=== DATA IN THIS EXERCISE ===

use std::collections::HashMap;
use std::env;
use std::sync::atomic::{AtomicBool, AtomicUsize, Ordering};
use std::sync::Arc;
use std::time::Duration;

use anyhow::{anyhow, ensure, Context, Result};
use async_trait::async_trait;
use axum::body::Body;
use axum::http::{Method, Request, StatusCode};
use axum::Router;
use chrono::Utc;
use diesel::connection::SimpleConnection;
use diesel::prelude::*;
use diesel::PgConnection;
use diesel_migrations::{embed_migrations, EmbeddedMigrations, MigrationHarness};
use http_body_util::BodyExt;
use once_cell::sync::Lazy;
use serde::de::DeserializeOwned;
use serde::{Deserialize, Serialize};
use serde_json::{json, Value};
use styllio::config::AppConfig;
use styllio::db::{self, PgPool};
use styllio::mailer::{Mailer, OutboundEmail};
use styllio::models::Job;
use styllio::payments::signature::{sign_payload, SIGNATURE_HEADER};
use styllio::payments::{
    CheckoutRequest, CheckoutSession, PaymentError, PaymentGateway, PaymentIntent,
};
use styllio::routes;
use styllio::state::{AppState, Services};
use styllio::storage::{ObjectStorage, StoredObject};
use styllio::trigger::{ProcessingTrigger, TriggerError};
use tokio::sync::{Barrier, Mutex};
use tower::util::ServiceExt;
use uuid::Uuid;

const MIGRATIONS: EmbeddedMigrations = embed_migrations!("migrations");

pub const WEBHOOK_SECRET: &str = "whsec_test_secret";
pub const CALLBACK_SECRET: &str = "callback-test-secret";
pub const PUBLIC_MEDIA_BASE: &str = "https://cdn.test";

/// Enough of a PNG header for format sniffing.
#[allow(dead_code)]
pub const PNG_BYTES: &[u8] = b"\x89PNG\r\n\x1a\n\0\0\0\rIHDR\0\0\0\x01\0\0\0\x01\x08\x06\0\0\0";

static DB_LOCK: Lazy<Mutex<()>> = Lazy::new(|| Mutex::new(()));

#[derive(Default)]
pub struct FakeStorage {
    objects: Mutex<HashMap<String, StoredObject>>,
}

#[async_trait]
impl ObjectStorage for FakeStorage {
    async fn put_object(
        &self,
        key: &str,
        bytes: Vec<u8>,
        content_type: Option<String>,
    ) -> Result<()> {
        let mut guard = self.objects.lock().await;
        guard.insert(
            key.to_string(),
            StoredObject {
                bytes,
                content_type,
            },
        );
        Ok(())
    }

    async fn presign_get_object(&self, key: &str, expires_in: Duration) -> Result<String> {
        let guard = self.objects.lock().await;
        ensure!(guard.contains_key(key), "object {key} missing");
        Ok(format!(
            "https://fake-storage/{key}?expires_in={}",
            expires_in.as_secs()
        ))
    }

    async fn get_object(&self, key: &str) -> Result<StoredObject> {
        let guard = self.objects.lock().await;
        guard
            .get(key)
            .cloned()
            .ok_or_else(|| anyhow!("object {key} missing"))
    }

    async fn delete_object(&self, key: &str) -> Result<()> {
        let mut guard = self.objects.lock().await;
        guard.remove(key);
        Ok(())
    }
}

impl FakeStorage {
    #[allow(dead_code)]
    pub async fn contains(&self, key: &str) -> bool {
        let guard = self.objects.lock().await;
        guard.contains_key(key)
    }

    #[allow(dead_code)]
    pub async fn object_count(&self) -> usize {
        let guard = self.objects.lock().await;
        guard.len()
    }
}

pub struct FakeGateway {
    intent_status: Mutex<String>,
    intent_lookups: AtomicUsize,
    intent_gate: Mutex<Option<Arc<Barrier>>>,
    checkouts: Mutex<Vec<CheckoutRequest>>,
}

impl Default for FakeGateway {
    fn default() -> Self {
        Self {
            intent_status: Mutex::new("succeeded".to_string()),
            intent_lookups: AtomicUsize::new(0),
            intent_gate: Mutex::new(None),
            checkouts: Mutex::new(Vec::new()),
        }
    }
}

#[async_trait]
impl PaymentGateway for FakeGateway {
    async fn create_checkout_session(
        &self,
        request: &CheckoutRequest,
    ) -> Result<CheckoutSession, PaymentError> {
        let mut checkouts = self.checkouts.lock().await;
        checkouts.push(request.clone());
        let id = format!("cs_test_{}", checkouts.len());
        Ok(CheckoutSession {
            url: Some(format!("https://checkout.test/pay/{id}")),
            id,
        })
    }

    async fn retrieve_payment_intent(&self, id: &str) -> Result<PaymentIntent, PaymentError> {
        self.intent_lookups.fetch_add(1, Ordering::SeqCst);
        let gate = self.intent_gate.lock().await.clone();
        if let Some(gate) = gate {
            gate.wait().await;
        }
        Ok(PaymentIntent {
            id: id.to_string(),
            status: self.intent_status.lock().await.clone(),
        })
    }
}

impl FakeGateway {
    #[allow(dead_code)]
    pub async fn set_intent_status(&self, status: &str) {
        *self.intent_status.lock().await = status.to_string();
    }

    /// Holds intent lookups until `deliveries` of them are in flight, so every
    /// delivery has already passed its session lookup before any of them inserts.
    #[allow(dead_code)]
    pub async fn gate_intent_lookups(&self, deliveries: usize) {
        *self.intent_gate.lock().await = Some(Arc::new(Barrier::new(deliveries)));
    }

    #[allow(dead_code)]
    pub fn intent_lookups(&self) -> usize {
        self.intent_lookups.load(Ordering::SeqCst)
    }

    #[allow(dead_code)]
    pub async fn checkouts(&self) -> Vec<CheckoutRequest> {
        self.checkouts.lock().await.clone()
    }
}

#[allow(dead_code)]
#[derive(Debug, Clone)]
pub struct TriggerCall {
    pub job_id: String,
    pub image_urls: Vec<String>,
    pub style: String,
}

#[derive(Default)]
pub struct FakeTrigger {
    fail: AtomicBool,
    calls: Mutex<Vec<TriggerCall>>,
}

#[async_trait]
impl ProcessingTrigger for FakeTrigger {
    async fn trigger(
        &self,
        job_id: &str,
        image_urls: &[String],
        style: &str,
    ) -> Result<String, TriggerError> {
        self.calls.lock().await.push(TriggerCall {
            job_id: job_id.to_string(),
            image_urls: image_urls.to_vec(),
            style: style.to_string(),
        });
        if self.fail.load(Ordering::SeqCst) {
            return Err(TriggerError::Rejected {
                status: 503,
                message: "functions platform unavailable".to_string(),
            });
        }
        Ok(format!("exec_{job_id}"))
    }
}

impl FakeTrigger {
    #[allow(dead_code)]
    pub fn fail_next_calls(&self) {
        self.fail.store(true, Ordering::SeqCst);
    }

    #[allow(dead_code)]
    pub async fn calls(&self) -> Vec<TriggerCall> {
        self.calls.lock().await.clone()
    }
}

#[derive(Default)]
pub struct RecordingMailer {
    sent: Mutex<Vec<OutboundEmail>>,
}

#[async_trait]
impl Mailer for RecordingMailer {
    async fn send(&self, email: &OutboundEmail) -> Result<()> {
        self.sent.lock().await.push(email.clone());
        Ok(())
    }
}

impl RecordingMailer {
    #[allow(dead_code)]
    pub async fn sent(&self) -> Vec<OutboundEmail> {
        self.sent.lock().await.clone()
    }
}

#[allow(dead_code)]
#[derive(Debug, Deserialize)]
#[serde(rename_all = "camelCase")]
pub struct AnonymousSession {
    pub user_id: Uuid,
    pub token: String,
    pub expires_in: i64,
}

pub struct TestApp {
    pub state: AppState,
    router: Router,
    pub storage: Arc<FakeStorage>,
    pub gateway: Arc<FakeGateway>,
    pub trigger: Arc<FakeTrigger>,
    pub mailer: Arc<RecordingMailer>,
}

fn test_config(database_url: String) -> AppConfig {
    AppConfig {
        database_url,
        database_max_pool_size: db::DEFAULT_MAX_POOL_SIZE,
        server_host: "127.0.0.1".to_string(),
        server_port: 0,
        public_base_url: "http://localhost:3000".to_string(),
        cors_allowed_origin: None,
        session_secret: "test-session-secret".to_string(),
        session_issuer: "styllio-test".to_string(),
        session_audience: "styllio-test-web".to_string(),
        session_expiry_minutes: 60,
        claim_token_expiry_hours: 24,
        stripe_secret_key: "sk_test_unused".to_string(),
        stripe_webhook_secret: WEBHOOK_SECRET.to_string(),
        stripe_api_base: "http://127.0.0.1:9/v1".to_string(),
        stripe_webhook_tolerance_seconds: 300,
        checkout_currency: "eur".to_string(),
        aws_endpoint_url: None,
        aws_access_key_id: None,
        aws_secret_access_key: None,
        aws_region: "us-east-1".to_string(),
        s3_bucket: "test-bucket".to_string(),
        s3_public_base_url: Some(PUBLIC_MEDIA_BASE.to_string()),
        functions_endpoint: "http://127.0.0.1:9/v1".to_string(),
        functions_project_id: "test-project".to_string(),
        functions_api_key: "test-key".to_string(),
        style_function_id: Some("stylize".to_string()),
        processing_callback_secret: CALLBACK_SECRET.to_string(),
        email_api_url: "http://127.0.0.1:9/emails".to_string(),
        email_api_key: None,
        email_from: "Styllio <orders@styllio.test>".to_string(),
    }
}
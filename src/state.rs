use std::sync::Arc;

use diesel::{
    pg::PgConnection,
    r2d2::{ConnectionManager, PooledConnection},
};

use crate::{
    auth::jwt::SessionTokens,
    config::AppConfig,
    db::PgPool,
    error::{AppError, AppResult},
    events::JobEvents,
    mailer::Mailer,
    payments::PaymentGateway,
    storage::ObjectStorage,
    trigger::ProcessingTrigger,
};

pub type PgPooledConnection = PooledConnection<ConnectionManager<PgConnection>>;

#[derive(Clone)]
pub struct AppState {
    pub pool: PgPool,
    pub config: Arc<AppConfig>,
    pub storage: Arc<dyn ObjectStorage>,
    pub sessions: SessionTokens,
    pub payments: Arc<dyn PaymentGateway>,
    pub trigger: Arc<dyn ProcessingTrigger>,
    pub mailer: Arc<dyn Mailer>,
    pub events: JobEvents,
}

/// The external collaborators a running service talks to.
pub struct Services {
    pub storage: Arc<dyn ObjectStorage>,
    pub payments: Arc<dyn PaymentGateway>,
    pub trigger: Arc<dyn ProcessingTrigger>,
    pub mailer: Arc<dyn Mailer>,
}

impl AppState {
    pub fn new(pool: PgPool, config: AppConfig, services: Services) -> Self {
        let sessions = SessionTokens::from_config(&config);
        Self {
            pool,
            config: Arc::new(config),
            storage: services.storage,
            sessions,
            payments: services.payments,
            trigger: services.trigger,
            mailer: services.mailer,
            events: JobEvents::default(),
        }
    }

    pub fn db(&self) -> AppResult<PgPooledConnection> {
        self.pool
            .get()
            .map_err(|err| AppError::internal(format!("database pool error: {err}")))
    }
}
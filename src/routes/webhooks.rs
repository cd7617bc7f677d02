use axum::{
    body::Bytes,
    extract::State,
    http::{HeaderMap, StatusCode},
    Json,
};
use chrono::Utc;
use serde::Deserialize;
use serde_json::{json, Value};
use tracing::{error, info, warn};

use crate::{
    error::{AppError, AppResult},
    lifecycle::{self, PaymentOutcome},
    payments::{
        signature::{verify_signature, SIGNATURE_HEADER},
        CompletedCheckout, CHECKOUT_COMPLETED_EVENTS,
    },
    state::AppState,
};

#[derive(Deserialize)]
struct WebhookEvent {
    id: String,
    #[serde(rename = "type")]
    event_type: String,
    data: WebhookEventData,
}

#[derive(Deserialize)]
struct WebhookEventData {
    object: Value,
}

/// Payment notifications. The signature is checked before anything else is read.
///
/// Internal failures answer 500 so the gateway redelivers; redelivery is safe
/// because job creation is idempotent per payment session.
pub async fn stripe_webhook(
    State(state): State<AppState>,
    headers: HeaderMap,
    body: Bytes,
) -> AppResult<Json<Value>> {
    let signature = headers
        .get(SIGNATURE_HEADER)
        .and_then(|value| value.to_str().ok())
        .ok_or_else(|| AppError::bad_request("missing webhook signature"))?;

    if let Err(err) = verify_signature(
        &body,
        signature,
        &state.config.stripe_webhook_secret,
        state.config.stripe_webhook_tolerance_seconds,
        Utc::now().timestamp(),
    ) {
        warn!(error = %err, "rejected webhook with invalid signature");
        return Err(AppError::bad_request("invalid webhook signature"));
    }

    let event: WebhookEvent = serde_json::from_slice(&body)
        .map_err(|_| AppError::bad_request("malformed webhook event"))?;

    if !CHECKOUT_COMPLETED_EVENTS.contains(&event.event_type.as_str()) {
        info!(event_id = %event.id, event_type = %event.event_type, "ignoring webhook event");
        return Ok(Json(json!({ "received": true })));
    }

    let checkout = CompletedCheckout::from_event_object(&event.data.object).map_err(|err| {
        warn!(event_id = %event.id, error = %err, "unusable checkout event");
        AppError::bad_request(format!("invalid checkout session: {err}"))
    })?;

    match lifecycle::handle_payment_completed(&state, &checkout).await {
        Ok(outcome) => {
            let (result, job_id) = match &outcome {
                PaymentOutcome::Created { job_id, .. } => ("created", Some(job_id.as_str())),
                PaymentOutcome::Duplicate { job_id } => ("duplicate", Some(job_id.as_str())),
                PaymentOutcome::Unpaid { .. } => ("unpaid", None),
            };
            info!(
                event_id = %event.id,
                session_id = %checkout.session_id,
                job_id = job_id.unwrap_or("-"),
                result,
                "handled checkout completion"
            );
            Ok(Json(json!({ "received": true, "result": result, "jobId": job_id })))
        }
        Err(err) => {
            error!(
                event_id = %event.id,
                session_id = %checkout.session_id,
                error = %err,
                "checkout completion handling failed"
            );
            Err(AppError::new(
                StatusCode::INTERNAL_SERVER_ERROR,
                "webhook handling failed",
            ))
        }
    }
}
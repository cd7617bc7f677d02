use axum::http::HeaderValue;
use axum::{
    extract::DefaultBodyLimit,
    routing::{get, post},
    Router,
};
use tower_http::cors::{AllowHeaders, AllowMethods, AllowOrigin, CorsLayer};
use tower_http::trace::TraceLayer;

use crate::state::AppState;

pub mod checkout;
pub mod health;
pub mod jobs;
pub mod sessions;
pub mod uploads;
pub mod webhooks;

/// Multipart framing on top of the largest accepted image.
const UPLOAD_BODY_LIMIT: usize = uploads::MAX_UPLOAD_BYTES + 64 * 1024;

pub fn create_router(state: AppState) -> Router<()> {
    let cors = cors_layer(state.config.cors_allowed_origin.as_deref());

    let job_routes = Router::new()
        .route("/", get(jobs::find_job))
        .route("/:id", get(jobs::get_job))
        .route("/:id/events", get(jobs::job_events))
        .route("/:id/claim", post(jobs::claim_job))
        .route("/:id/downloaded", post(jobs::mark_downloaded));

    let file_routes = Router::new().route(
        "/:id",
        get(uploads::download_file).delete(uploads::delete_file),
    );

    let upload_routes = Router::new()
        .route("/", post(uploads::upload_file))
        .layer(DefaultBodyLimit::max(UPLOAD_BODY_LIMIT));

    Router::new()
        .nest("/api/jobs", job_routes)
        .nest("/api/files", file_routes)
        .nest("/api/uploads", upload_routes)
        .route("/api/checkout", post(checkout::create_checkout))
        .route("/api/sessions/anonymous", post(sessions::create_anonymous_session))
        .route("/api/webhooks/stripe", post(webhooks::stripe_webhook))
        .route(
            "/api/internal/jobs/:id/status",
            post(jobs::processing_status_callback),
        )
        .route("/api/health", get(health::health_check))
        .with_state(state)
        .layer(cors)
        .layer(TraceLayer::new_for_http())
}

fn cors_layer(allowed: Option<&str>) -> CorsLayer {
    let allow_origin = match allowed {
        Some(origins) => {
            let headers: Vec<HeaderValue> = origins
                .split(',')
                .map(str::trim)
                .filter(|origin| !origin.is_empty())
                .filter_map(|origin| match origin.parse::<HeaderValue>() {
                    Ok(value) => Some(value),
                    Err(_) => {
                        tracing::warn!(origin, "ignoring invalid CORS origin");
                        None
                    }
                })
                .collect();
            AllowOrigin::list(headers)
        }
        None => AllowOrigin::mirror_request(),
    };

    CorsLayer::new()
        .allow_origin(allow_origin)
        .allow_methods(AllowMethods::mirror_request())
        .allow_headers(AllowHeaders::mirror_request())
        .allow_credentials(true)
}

===

▶ [WHAT THE TASK ASKS]: From the entries, copy every line in which the string "them" can be found.

▶ [YOUR RESPONSE]:
    /// Holds intent lookups until `deliveries` of them are in flight, so every
    /// delivery has already passed its session lookup before any of them inserts.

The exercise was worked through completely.